(Given entries)

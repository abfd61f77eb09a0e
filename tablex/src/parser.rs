//! Table-driven shift-reduce engine.
//!
//! The engine pulls tokens lazily from a [`LexerSession`], consults the
//! [`ParseTable`] for each (state, lookahead) pair, and leaves the meaning
//! of shifts and reductions to a [`ParserDriver`]. The driver decides what
//! sits on the value stack: plain semantic values, tree nodes, or anything
//! else.

use crate::error::ParseError;
use crate::lexer::{Lexer, LexerSession};
use crate::table::{ParseTable, ParserAction};
use crate::token::LexedToken;

/// Callbacks invoked by [`Parser::run`].
pub trait ParserDriver {
    /// Semantic value carried by tokens.
    type Value;
    /// What the value stack holds.
    type Item;

    /// Wraps a shifted token.
    fn shift(&mut self, token: LexedToken<Self::Value>) -> Self::Item;

    /// Combines the popped `children` (left to right) of `rule`, which
    /// produces non-terminal `lhs`. `children` is empty for an empty rule.
    fn reduce(&mut self, rule: usize, lhs: usize, children: Vec<Self::Item>) -> Self::Item;

    /// Finishes the parse with the item left on the stack.
    fn accept(&mut self, item: Self::Item) -> Self::Item;
}

#[derive(Debug, Clone, Default, PartialEq, Eq)]
pub struct ParserStats {
    pub tokens: usize,
    pub shifts: usize,
    pub reductions: usize,
}

/// Per-parse engine state: the state stack and counters.
#[derive(Debug)]
pub struct Parser<'t> {
    table: &'t ParseTable,
    states: Vec<u32>,
    stats: ParserStats,
}

impl<'t> Parser<'t> {
    pub fn new(table: &'t ParseTable) -> Self {
        Self {
            table,
            states: Vec::new(),
            stats: ParserStats::default(),
        }
    }

    pub fn stats(&self) -> ParserStats {
        self.stats.clone()
    }

    fn pull<T: Default>(
        &mut self,
        session: &mut LexerSession<'_, T>,
    ) -> Result<LexedToken<T>, ParseError> {
        self.stats.tokens += 1;
        match session.try_next()? {
            Some(t) => Ok(t),
            None => Err(ParseError::Internal(
                "token stream ended without an end token".into(),
            )),
        }
    }

    /// Parses the whole token stream of `session`.
    pub fn run<D>(
        &mut self,
        session: &mut LexerSession<'_, D::Value>,
        driver: &mut D,
    ) -> Result<D::Item, ParseError>
    where
        D: ParserDriver,
        D::Value: Default,
    {
        let table = self.table;
        let lexer = session.lexer();
        if lexer.kind_count() != table.terminal_count() {
            return Err(ParseError::Internal(format!(
                "lexer has {} token kinds but the table has {} terminal columns",
                lexer.kind_count(),
                table.terminal_count()
            )));
        }

        self.states.clear();
        let mut items: Vec<D::Item> = Vec::new();
        let mut token = self.pull(session)?;
        self.states.push(0);
        if log::log_enabled!(log::Level::Trace) {
            self.dump_state(lexer, &token);
        }

        loop {
            let state = match self.states.last() {
                Some(&s) => s as usize,
                None => return Err(ParseError::Internal("state stack underflow".into())),
            };
            match table.action(state, token.kind) {
                ParserAction::Shift(next) => {
                    log::trace!("Shift {}", next);
                    let lookahead = self.pull(session)?;
                    items.push(driver.shift(std::mem::replace(&mut token, lookahead)));
                    self.states.push(next);
                    self.stats.shifts += 1;
                }

                ParserAction::Reduce(rule) => {
                    let info = table.rule(rule as usize).ok_or_else(|| {
                        ParseError::Internal(format!("reduce by unknown rule {rule}"))
                    })?;
                    log::trace!("Reduce {} (lhs {}, len {})", rule, info.lhs, info.len);
                    let n = info.len as usize;
                    if items.len() < n || self.states.len() <= n {
                        return Err(ParseError::Internal(format!(
                            "stack underflow reducing rule {rule}"
                        )));
                    }
                    let children = items.split_off(items.len() - n);
                    self.states.truncate(self.states.len() - n);
                    let top = self.states[self.states.len() - 1] as usize;
                    let target = table.goto(top, info.lhs as usize).ok_or_else(|| {
                        ParseError::Internal(format!(
                            "no goto from state {top} on non-terminal {}",
                            info.lhs
                        ))
                    })?;
                    items.push(driver.reduce(rule as usize, info.lhs as usize, children));
                    self.states.push(target);
                    self.stats.reductions += 1;
                }

                ParserAction::Accept => {
                    log::trace!("Accept");
                    let item = items
                        .pop()
                        .ok_or_else(|| ParseError::Internal("accept with empty stack".into()))?;
                    if !items.is_empty() {
                        return Err(ParseError::Internal(format!(
                            "accept with {} extra items on the stack",
                            items.len()
                        )));
                    }
                    return Ok(driver.accept(item));
                }

                ParserAction::Error => {
                    return Err(self.unexpected(lexer, state, &token));
                }
            }

            if log::log_enabled!(log::Level::Trace) {
                self.dump_state(lexer, &token);
            }
        }
    }

    fn unexpected<T>(&self, lexer: &Lexer<T>, state: usize, token: &LexedToken<T>) -> ParseError {
        let name = lexer.token_name(token.kind);
        let found = if token.text.is_empty() {
            name.to_string()
        } else {
            format!("{name} {:?}", token.text.as_str())
        };
        ParseError::UnexpectedToken {
            offset: token.offset,
            span: token.span,
            found,
            expected: self
                .table
                .expected(state)
                .into_iter()
                .map(|k| lexer.token_name(k).to_string())
                .collect(),
        }
    }

    fn dump_state<T>(&self, lexer: &Lexer<T>, incoming: &LexedToken<T>) {
        let mut output = String::new();
        for state in &self.states {
            output.push_str(&format!("<{state}>  "));
        }
        output.push_str(&format!(
            "<-  {} {:?}",
            lexer.token_name(incoming.kind),
            incoming.text.as_str()
        ));
        log::trace!("{}", output);
    }
}

#[cfg(test)]
mod tests {
    use super::*;
    use crate::automaton::{DEAD, LexerAutomaton, TransitionTable};
    use crate::lexer::{Conversion, PatternDef};
    use crate::table::RuleInfo;
    use std::sync::Arc;

    fn init_logger() {
        let _ = env_logger::builder().is_test(true).try_init();
    }

    /// Kinds: 0 = number, 1 = `+`, 2 = end; spaces are skipped.
    fn lexer() -> Lexer<i64> {
        let starts = vec![0, 32, 33, 43, 44, 48, 58];
        #[rustfmt::skip]
        let next = vec![
            DEAD, 3,    DEAD, 2,    DEAD, 1,    DEAD,
            DEAD, DEAD, DEAD, DEAD, DEAD, 1,    DEAD,
            DEAD, DEAD, DEAD, DEAD, DEAD, DEAD, DEAD,
            DEAD, 3,    DEAD, DEAD, DEAD, DEAD, DEAD,
        ];
        let table =
            TransitionTable::new(starts, next, vec![None, Some(0), Some(1), Some(2)]).unwrap();
        let parse: Conversion<i64> = Arc::new(|s: &str| s.parse().unwrap_or_default());
        Lexer::new(
            LexerAutomaton::Tabular(table),
            vec![
                PatternDef {
                    kind: Some(0),
                    convert: Some(parse),
                },
                PatternDef {
                    kind: Some(1),
                    convert: None,
                },
                PatternDef {
                    kind: None,
                    convert: None,
                },
            ],
            vec!["num".into(), "+".into()],
        )
        .unwrap()
    }

    /// `E → E + num` (rule 0), `E → num` (rule 1), `E' → E` (rule 2).
    fn table() -> ParseTable {
        let rules = vec![
            RuleInfo { lhs: 0, len: 3 },
            RuleInfo { lhs: 0, len: 1 },
            RuleInfo { lhs: 1, len: 1 },
        ];
        let mut t = ParseTable::new(5, 3, 2, rules);
        t.set_action(0, 0, ParserAction::Shift(1));
        t.set_goto(0, 0, 2);
        t.set_action(1, 1, ParserAction::Reduce(1));
        t.set_action(1, 2, ParserAction::Reduce(1));
        t.set_action(2, 1, ParserAction::Shift(3));
        t.set_action(2, 2, ParserAction::Accept);
        t.set_action(3, 0, ParserAction::Shift(4));
        t.set_action(4, 1, ParserAction::Reduce(0));
        t.set_action(4, 2, ParserAction::Reduce(0));
        t
    }

    struct Sum;

    impl ParserDriver for Sum {
        type Value = i64;
        type Item = i64;

        fn shift(&mut self, token: LexedToken<i64>) -> i64 {
            token.value
        }

        fn reduce(&mut self, rule: usize, _lhs: usize, children: Vec<i64>) -> i64 {
            match rule {
                0 => children[0] + children[2],
                _ => children[0],
            }
        }

        fn accept(&mut self, item: i64) -> i64 {
            item
        }
    }

    /// Renders the derivation with explicit grouping.
    struct Shape;

    impl ParserDriver for Shape {
        type Value = i64;
        type Item = String;

        fn shift(&mut self, token: LexedToken<i64>) -> String {
            token.text.to_string()
        }

        fn reduce(&mut self, rule: usize, _: usize, children: Vec<String>) -> String {
            match rule {
                0 => format!("({})", children.concat()),
                _ => children.concat(),
            }
        }

        fn accept(&mut self, item: String) -> String {
            format!("[{item}]")
        }
    }

    #[test]
    fn sums_left_to_right() {
        init_logger();
        let lexer = lexer();
        let table = table();
        let mut parser = Parser::new(&table);
        let value = parser.run(&mut lexer.begin("1 + 2 + 39"), &mut Sum).unwrap();
        assert_eq!(value, 42);
        let stats = parser.stats();
        assert_eq!(stats.shifts, 5);
        assert_eq!(stats.reductions, 3);
        assert_eq!(stats.tokens, 6);
    }

    #[test]
    fn reductions_are_left_associative() {
        let lexer = lexer();
        let table = table();
        let shape = Parser::new(&table)
            .run(&mut lexer.begin("1+2+3"), &mut Shape)
            .unwrap();
        assert_eq!(shape, "[((1+2)+3)]");
    }

    #[test]
    fn premature_end_lists_expected_tokens() {
        let lexer = lexer();
        let table = table();
        let err = Parser::new(&table)
            .run(&mut lexer.begin("1 +"), &mut Sum)
            .unwrap_err();
        match err {
            ParseError::UnexpectedToken {
                offset,
                found,
                expected,
                ..
            } => {
                assert_eq!(offset, 3);
                assert_eq!(found, "$end");
                assert_eq!(expected, vec!["num"]);
            }
            other => panic!("unexpected error {other:?}"),
        }
    }

    #[test]
    fn unexpected_token_names_its_text() {
        let lexer = lexer();
        let table = table();
        let err = Parser::new(&table)
            .run(&mut lexer.begin("+"), &mut Sum)
            .unwrap_err();
        assert!(err.to_string().starts_with("unexpected + \"+\" at offset 0"));
    }

    #[test]
    fn lexical_errors_propagate() {
        let lexer = lexer();
        let table = table();
        let err = Parser::new(&table)
            .run(&mut lexer.begin("1 + x"), &mut Sum)
            .unwrap_err();
        assert!(matches!(err, ParseError::Lexical(e) if e.offset == 4));
    }

    #[test]
    fn mismatched_table_is_an_internal_error() {
        let lexer = lexer();
        let table = ParseTable::new(1, 7, 1, Vec::new());
        let err = Parser::new(&table)
            .run(&mut lexer.begin("1"), &mut Sum)
            .unwrap_err();
        assert!(matches!(err, ParseError::Internal(_)));
    }
}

(End Given entries)

One stretch of the lines above is wanted, from the line that contains "t.set_action(1, 2, ParserAction::Reduce(1));" through the line that contains "type Item = i64;". Output it exactly.

        t.set_action(1, 2, ParserAction::Reduce(1));
        t.set_action(2, 1, ParserAction::Shift(3));
        t.set_action(2, 2, ParserAction::Accept);
        t.set_action(3, 0, ParserAction::Shift(4));
        t.set_action(4, 1, ParserAction::Reduce(0));
        t.set_action(4, 2, ParserAction::Reduce(0));
        t
    }

    struct Sum;

    impl ParserDriver for Sum {
        type Value = i64;
        type Item = i64;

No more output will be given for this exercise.